::: GIVEN DATA :::
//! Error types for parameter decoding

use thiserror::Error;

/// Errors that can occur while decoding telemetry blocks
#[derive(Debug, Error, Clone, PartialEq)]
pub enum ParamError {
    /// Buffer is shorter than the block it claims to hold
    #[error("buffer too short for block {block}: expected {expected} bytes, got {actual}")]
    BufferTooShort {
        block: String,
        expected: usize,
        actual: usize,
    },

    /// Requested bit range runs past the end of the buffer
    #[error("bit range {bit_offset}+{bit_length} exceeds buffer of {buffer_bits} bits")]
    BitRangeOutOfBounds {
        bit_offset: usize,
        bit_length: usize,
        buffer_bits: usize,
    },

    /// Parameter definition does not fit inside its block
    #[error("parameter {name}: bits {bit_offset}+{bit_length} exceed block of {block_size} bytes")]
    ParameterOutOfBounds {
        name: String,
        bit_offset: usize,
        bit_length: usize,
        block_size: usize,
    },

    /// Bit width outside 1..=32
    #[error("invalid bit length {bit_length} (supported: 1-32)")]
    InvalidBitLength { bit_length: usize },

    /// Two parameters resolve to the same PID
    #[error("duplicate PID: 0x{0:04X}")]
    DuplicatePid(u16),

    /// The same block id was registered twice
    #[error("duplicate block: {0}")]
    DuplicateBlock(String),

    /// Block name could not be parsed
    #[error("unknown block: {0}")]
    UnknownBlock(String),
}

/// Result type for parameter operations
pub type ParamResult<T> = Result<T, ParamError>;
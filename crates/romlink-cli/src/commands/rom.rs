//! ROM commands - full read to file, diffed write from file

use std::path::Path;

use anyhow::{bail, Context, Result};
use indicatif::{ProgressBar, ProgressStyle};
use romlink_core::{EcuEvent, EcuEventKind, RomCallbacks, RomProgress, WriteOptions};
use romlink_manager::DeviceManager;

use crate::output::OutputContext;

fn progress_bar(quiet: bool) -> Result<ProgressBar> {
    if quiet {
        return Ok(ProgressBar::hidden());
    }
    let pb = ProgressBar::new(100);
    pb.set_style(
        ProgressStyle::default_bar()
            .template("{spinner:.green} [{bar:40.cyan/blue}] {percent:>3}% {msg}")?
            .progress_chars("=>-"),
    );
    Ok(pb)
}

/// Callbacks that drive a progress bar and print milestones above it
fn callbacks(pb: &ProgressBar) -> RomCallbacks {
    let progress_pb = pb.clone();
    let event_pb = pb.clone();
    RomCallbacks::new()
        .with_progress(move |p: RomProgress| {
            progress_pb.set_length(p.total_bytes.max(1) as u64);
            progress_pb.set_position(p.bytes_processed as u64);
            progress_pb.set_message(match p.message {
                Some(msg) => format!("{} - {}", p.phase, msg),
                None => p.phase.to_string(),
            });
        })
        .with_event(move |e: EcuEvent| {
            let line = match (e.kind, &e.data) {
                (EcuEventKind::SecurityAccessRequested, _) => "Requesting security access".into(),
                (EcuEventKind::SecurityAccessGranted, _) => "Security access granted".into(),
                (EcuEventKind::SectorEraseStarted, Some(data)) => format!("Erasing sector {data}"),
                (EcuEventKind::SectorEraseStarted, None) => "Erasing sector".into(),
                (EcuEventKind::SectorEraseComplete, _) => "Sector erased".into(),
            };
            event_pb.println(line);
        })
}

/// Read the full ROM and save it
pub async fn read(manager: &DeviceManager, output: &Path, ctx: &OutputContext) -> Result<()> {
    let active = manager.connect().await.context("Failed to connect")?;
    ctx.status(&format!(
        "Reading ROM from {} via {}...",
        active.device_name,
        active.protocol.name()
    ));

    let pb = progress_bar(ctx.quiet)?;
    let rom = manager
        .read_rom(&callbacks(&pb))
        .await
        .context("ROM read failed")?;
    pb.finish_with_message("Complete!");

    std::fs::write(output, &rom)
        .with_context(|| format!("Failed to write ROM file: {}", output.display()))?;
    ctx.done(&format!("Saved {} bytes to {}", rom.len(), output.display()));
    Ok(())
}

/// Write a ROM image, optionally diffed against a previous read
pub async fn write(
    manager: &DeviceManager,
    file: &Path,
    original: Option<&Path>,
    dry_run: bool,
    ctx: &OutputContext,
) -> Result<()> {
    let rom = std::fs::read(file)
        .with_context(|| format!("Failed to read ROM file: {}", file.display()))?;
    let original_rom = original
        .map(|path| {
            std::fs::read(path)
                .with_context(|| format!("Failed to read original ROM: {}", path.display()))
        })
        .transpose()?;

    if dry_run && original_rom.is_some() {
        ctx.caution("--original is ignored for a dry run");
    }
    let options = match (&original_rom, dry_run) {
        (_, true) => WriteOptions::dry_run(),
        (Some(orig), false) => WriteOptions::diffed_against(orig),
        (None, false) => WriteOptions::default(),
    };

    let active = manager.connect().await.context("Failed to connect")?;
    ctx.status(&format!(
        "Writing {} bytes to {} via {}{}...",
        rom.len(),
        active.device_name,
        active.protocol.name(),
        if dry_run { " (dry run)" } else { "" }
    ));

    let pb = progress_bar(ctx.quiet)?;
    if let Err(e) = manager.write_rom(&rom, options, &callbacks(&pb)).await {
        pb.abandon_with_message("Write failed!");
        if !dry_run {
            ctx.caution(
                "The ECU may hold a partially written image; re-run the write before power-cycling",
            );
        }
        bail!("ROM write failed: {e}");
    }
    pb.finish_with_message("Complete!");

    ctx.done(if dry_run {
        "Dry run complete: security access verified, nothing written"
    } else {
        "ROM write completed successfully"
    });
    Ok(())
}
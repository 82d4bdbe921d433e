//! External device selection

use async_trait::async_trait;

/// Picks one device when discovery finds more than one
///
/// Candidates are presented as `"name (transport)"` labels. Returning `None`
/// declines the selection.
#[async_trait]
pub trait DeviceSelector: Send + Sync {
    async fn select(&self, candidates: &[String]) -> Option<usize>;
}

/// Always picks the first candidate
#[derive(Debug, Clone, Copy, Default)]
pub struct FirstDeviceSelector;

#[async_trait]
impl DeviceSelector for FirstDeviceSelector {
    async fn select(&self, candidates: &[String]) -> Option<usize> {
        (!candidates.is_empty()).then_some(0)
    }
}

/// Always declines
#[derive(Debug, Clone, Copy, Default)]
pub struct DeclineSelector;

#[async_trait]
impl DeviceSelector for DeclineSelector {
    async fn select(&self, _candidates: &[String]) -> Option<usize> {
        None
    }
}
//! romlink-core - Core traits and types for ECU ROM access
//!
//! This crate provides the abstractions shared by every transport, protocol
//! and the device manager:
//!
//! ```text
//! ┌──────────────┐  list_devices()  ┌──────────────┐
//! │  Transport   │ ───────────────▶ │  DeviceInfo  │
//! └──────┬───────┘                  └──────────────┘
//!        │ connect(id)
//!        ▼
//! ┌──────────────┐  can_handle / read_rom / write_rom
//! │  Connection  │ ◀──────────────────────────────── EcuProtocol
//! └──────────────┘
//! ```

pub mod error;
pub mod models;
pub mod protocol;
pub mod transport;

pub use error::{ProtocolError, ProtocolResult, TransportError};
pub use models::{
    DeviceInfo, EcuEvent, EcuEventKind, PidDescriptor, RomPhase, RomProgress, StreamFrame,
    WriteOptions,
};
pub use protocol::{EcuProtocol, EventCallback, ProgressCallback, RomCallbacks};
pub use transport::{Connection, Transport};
:::
Please reproduce the lines from the line with "pub trait DeviceSelector: Send" to the line with "impl DeviceSelector for FirstDeviceSelector", both ends included, exactly as they appear above.

pub trait DeviceSelector: Send + Sync {
    async fn select(&self, candidates: &[String]) -> Option<usize>;
}

/// Always picks the first candidate
#[derive(Debug, Clone, Copy, Default)]
pub struct FirstDeviceSelector;

#[async_trait]
impl DeviceSelector for FirstDeviceSelector {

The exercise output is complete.